What you should do: Find out how many lines in the records have the string "info" in them, and state only that number.

Task data:
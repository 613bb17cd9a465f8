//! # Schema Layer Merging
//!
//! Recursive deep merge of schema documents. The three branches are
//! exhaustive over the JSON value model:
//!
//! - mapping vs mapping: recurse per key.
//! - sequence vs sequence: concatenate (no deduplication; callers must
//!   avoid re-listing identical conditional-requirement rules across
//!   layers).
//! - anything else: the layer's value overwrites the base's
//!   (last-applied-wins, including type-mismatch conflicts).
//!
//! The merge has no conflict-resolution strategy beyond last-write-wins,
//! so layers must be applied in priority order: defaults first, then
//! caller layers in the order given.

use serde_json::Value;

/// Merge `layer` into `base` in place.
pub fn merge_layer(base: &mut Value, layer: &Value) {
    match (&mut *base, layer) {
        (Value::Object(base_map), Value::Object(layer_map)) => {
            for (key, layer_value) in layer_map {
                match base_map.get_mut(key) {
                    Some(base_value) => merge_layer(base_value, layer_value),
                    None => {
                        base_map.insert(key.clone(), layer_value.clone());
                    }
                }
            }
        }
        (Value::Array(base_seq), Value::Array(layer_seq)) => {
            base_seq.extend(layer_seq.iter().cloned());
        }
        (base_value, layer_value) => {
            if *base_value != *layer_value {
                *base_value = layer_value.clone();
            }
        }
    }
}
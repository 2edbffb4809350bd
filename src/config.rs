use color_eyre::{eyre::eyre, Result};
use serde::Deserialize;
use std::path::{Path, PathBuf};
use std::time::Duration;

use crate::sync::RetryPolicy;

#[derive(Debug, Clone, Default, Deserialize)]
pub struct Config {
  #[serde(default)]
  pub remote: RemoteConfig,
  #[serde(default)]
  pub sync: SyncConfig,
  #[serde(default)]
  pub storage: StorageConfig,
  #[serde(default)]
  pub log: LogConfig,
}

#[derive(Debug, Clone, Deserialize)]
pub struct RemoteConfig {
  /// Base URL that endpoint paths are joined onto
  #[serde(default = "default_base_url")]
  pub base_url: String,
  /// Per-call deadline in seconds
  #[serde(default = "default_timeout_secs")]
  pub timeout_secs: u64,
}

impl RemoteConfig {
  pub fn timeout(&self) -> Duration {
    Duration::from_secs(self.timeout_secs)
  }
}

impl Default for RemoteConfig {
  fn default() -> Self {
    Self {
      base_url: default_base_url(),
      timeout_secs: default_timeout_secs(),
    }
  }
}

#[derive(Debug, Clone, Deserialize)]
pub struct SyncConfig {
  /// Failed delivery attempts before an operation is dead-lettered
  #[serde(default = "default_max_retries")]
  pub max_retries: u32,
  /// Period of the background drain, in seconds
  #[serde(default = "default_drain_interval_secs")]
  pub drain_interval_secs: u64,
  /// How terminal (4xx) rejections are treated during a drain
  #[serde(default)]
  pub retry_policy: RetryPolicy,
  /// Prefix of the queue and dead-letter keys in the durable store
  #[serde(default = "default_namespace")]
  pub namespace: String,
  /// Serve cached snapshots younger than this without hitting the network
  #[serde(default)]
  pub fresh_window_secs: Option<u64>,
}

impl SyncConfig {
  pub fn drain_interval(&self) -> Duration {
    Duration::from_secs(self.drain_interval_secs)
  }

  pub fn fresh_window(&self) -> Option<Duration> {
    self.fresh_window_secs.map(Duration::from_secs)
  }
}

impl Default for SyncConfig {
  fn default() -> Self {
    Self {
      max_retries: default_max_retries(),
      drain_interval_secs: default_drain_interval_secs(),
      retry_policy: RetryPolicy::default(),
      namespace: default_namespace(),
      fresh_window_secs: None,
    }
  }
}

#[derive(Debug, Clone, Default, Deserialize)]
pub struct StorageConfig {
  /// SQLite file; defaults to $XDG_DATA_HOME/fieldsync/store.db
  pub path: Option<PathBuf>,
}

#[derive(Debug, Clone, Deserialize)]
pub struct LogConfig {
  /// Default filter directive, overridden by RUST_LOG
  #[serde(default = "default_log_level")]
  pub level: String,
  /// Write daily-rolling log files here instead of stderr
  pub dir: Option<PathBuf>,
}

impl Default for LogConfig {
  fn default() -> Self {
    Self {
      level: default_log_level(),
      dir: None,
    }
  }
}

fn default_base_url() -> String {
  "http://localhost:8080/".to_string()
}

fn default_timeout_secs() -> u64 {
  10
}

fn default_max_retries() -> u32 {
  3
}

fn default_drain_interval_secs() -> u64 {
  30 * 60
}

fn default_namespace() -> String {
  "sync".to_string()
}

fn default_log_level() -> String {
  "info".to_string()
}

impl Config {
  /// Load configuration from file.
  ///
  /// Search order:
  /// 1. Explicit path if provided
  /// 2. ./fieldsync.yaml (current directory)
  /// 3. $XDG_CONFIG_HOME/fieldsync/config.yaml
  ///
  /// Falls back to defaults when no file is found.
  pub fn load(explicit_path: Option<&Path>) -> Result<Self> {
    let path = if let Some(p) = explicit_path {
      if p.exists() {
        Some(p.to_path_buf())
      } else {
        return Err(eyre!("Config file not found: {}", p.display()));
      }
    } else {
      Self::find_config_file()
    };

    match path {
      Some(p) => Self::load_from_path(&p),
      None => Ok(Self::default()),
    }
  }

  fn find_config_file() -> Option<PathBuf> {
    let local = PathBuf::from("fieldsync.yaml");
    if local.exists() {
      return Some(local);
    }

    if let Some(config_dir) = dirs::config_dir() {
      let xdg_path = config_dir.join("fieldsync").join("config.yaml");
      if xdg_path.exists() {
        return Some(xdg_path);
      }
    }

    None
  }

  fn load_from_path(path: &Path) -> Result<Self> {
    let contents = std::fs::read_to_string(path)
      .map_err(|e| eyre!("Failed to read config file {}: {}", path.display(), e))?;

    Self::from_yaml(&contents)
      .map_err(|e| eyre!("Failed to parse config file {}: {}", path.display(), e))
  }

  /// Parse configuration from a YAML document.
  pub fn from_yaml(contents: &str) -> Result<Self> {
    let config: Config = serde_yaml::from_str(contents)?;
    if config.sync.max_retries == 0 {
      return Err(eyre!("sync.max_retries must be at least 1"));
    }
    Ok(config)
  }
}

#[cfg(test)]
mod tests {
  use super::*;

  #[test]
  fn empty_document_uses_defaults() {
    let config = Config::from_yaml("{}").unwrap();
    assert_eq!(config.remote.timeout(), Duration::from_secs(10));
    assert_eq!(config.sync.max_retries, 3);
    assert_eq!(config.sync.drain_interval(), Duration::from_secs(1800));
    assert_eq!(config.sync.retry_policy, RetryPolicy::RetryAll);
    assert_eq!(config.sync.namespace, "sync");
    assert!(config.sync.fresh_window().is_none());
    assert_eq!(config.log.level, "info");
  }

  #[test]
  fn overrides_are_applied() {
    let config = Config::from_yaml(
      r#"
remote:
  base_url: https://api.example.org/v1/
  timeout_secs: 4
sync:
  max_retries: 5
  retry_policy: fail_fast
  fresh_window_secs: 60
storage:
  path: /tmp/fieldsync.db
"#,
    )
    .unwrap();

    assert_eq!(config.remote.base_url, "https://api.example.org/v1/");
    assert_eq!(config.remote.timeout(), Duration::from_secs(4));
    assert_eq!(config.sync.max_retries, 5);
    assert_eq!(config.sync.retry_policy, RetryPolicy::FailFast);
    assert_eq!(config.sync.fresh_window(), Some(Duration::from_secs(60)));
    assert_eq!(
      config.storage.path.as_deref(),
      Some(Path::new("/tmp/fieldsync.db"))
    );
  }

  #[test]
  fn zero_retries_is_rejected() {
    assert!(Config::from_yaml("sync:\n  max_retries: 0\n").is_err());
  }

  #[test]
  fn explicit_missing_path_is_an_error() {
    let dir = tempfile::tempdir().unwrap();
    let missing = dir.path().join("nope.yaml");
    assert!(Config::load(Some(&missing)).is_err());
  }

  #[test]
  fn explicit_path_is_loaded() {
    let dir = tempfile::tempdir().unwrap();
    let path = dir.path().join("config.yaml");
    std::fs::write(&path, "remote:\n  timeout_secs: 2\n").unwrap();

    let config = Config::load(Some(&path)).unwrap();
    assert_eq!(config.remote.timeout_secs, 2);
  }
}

Solution for this problem: 2